L’anno scorso 205 persone appartenenti ai popoli indigeni del Brasile sono state uccise, in una cornice che nel biennio 2022-2023 ha visto aumentare le violenze nei loro confronti, dagli abusi di potere alle lesioni, dalla violenza sessuale a discriminazione e razzismo. Lo denuncia il rapporto annuale del Consiglio missionario indigenista, legato alla Chiesa cattolica. Una storia che continua da secoli, perpetuata dalla caccia al profitto e dai pregiudizi di chi ha sempre visto nelle società tribali che trovava in loco un ostacolo ai propri scopi. Una minaccia a cui si aggiungono gli effetti del cambiamento climatico, fenomeno che potremmo imparare a contrastare meglio se dai popoli indigeni apprendessimo la relazione con l’ambiente naturale, come ha detto anche papa Francesco. Minacce ancora più pericolose per i cosiddetti popoli incontattati, quelli in volontario isolamento. Proprio a loro è dedicata l’edizione 2024 della Giornata internazionale dei popoli indigeni del mondo, che si celebra il 9 agosto in memoria del primo incontro, nel 1982, tra le Nazioni unite e i popoli indigeni. Per l’occasione, Interris.it ha intervistato Francesca Casella, direttrice di Survival International Italia.

L’intervista

A quanto ammontano oggi le popolazioni indigene?

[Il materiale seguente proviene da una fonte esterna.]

use anyhow::Context;
use clap::{Parser, Subcommand};
use serde::Serialize;
use std::path::PathBuf;
use std::sync::Arc;
use std::time::Duration;
use tracing::{error, info, warn};

use music_weather::app::ports::HttpClientPort;
use music_weather::config::{Config, Credentials};
use music_weather::infra::http_client::ReqwestHttp;
use music_weather::infra::lastfm::LastFmTopTracks;
use music_weather::infra::openweather::OpenWeatherCurrent;
use music_weather::infra::soundcharts::SoundchartsCatalog;
use music_weather::logging;
use music_weather::metrics::init_metrics;
use music_weather::pipeline::etl::EtlPipeline;
use music_weather::pipeline::ingestion::batch::BatchIngestor;
use music_weather::pipeline::ingestion::ingest_log::IngestionLog;
use music_weather::pipeline::ingestion::raw_ingestor::RawDataIngestor;
use music_weather::pipeline::ingestion::snapshot_store::RawSnapshotStore;
use music_weather::pipeline::monitor::run_cycles;
use music_weather::pipeline::orchestrator::{BatchMode, EtlHealthReport, EtlOrchestrator};
use music_weather::pipeline::processing::enrich::TrackEnricher;
use music_weather::pipeline::Shutdown;
use music_weather::storage::{SqliteStorage, Storage};

#[derive(Parser)]
#[command(name = "music_weather")]
#[command(about = "Top tracks x weather ingestion and feature ETL")]
#[command(version)]
struct Cli {
    /// Path to the TOML configuration (defaults to ./config.toml when present)
    #[arg(long, global = true)]
    config: Option<PathBuf>,

    #[command(subcommand)]
    command: Commands,
}

#[derive(Subcommand)]
enum Commands {
    /// Fetch tracks and weather for every configured city and store raw snapshots
    Ingest {
        /// Only ingest the first N cities
        #[arg(long)]
        batch_size: Option<usize>,
        /// Cities to ingest (comma-separated), overriding the configuration
        #[arg(long)]
        cities: Option<String>,
    },
    /// Run the ETL over every valid raw snapshot
    Etl {
        /// Stop after the first successfully processed snapshot
        #[arg(long)]
        first_success: bool,
        /// Skip the catalog enrichment phase
        #[arg(long)]
        no_enrich: bool,
    },
    /// Enrich processed tracks from the catalog
    Enrich {
        /// Re-query tracks that are already enriched
        #[arg(long)]
        refresh: bool,
    },
    /// Ingest, then run the ETL
    Run {
        #[arg(long)]
        batch_size: Option<usize>,
        #[arg(long)]
        cities: Option<String>,
        #[arg(long)]
        no_enrich: bool,
    },
    /// Ingest then run the ETL every `interval` seconds until interrupted
    Monitor {
        /// Seconds between the start of one cycle's wait and the next cycle
        #[arg(long, default_value_t = 3600, value_parser = clap::value_parser!(u64).range(1..))]
        interval: u64,
        #[arg(long)]
        batch_size: Option<usize>,
        #[arg(long)]
        cities: Option<String>,
        #[arg(long)]
        no_enrich: bool,
    },
    /// Print ingestion and ETL health as JSON
    Health,
}

fn print_json<T: Serialize>(value: &T) -> anyhow::Result<()> {
    println!("{}", serde_json::to_string_pretty(value)?);
    Ok(())
}

fn override_cities(config: &mut Config, cities: Option<String>) -> anyhow::Result<()> {
    if let Some(cities) = cities {
        // same rules as the CITIES variable, COUNTRIES still comes from the environment
        config.apply_overrides(|key| match key {
            "CITIES" => Some(cities.clone()),
            _ => std::env::var(key).ok(),
        })?;
        info!("Override cities via CLI: {}", cities);
    }
    Ok(())
}

fn http_client(config: &Config) -> Arc<dyn HttpClientPort> {
    Arc::new(ReqwestHttp::new(config.http_timeout()))
}

fn build_batch_ingestor(
    config: &Config,
    creds: &Credentials,
    shutdown: &Shutdown,
) -> anyhow::Result<BatchIngestor> {
    let keys = creds.validate_primary()?;
    let http = http_client(config);
    let tracks = Arc::new(LastFmTopTracks::new(
        http.clone(),
        &config.endpoints.lastfm_url,
        keys.lastfm_api_key,
        config.ingestion.track_limit,
    ));
    let weather = Arc::new(OpenWeatherCurrent::new(
        http,
        &config.endpoints.openweather_url,
        keys.openweather_api_key,
    ));
    let snapshots = RawSnapshotStore::open(config.raw_dir())?;
    let log = Arc::new(IngestionLog::open_at_root(config.data_dir())?);
    let ingestor = RawDataIngestor::new(tracks, weather, snapshots, log)
        .with_policies(config.ingestion.track_retry, config.ingestion.weather_retry);
    Ok(
        BatchIngestor::new(ingestor, config.ingestion_delay(), config.reports_dir())
            .with_shutdown(shutdown.clone()),
    )
}

fn build_enricher(
    config: &Config,
    creds: &Credentials,
    storage: Arc<dyn Storage>,
    refresh: bool,
    shutdown: &Shutdown,
) -> anyhow::Result<TrackEnricher> {
    let keys = creds.validate_enrichment()?;
    let catalog = Arc::new(SoundchartsCatalog::new(
        http_client(config),
        &config.endpoints.soundcharts_url,
        keys.app_id,
        keys.api_key,
    ));
    Ok(TrackEnricher::new(catalog, storage)
        .with_policy(config.enrichment.retry)
        .with_pacing(config.catalog_pacing())
        .with_refresh(refresh)
        .with_shutdown(shutdown.clone()))
}

fn build_orchestrator(
    config: &Config,
    creds: &Credentials,
    enrich: bool,
    shutdown: &Shutdown,
) -> anyhow::Result<EtlOrchestrator> {
    let storage: Arc<dyn Storage> = Arc::new(SqliteStorage::open_at_root(config.data_dir())?);
    let mut pipeline = EtlPipeline::new(storage.clone());
    if enrich && config.enrichment.enabled {
        match build_enricher(config, creds, storage.clone(), false, shutdown) {
            Ok(enricher) => pipeline = pipeline.with_enricher(enricher),
            Err(e) => error!("Enrichment disabled: {}", e),
        }
    }
    Ok(EtlOrchestrator::new(pipeline, storage, config.raw_dir()).with_shutdown(shutdown.clone()))
}

async fn run_ingest(
    config: &Config,
    creds: &Credentials,
    shutdown: &Shutdown,
    batch_size: Option<usize>,
) -> anyhow::Result<()> {
    let batch = build_batch_ingestor(config, creds, shutdown)?;
    let run = batch
        .run_batch(&config.entities, batch_size.or(config.ingestion.batch_size))
        .await
        .context("ingestion batch aborted")?;
    print_json(&run.report)?;
    if let Some(path) = run.report_path {
        println!("Report written to {}", path.display());
    }
    Ok(())
}

async fn run_etl(
    config: &Config,
    creds: &Credentials,
    shutdown: &Shutdown,
    mode: BatchMode,
    enrich: bool,
) -> anyhow::Result<()> {
    let orchestrator = build_orchestrator(config, creds, enrich, shutdown)?;
    let report = orchestrator.run_batch(mode).await?;
    print_json(&report)
}

/// One collection cycle: ingest every entity, then process all snapshots.
async fn run_cycle(
    config: &Config,
    creds: &Credentials,
    shutdown: &Shutdown,
    batch_size: Option<usize>,
    enrich: bool,
) -> anyhow::Result<()> {
    run_ingest(config, creds, shutdown, batch_size).await?;
    if shutdown.is_requested() {
        warn!("Interrupted, skipping ETL");
        return Ok(());
    }
    run_etl(config, creds, shutdown, BatchMode::ProcessAll, enrich).await
}

#[tokio::main]
async fn main() -> anyhow::Result<()> {
    dotenv::dotenv().ok();
    let cli = Cli::parse();

    let mut config = Config::load(cli.config.as_deref())?;
    config.apply_env_overrides()?;
    let _log_guard = logging::init_logging(&config.logging);
    if let Some(port) = config.metrics.port {
        init_metrics(port);
    }
    let creds = Credentials::from_env();

    let shutdown = Shutdown::new();
    {
        let shutdown = shutdown.clone();
        tokio::spawn(async move {
            if tokio::signal::ctrl_c().await.is_ok() {
                warn!("Interrupt received, finishing the current unit of work");
                shutdown.trigger();
            }
        });
    }

    match cli.command {
        Commands::Ingest { batch_size, cities } => {
            override_cities(&mut config, cities)?;
            run_ingest(&config, &creds, &shutdown, batch_size).await?;
        }
        Commands::Etl {
            first_success,
            no_enrich,
        } => {
            let mode = if first_success {
                BatchMode::FirstSuccess
            } else {
                BatchMode::ProcessAll
            };
            run_etl(&config, &creds, &shutdown, mode, !no_enrich).await?;
        }
        Commands::Enrich { refresh } => {
            let storage: Arc<dyn Storage> =
                Arc::new(SqliteStorage::open_at_root(config.data_dir())?);
            let enricher = build_enricher(&config, &creds, storage, refresh, &shutdown)?;
            print_json(&enricher.enrich_all().await)?;
        }
        Commands::Run {
            batch_size,
            cities,
            no_enrich,
        } => {
            override_cities(&mut config, cities)?;
            run_cycle(&config, &creds, &shutdown, batch_size, !no_enrich).await?;
        }
        Commands::Monitor {
            interval,
            batch_size,
            cities,
            no_enrich,
        } => {
            override_cities(&mut config, cities)?;
            // fail fast on missing keys instead of once per cycle
            creds.validate_primary()?;
            let (config, creds, stop) = (&config, &creds, &shutdown);
            let cycles = run_cycles(Duration::from_secs(interval), stop, move |_| {
                run_cycle(config, creds, stop, batch_size, !no_enrich)
            })
            .await;
            info!(cycles, "Monitoring stopped");
        }
        Commands::Health => {
            let log = IngestionLog::open_at_root(config.data_dir())?;
            let ingestion = log.health()?;
            let recent = log.recent(10)?;
            let etl = match SqliteStorage::open_at_root(config.data_dir()) {
                Ok(storage) => {
                    let storage: Arc<dyn Storage> = Arc::new(storage);
                    let pipeline = EtlPipeline::new(storage.clone());
                    EtlOrchestrator::new(pipeline, storage, config.raw_dir())
                        .health()
                        .await
                }
                Err(e) => EtlHealthReport::Unavailable {
                    error: e.to_string(),
                },
            };
            print_json(&serde_json::json!({
                "ingestion": ingestion,
                "recent_ingestions": recent,
                "etl": etl
            }))?;
        }
    }
    Ok(())
}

“I popoli indigeni contano almeno 470 milioni di persone e abitano in più di 60 nazioni diverse; tra loro, circa 150 milioni vivono in società tribali. Esistono, tra questi, anche oltre 150 popoli incontattati, che non hanno contatti regolari e volontari con le altre società”.

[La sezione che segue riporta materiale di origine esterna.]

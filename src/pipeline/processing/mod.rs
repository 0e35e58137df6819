// Pipeline processing: extraction, feature derivation, loading and enrichment

pub mod enrich;
pub mod extract;
pub mod features;
pub mod load;
pub mod transform;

Cosa s’intende con “indigeno”?

“Non esiste una definizione unanimemente accettata da tutti, ma con i termini ‘indigeno’ o ‘tribale’ ci si riferisce generalmente a popoli organizzati in comunità tribali da generazioni, spesso originari dei Paesi in cui vivono da centinaia se non migliaia di anni, e largamente autosufficienti. Quasi sempre le loro economie si fondano su una conoscenza molto profonda delle loro terre che per loro rappresentano tutto: è la loro fonte di sostentamento ma anche il fondamento del loro senso d’identità e di appartenenza”.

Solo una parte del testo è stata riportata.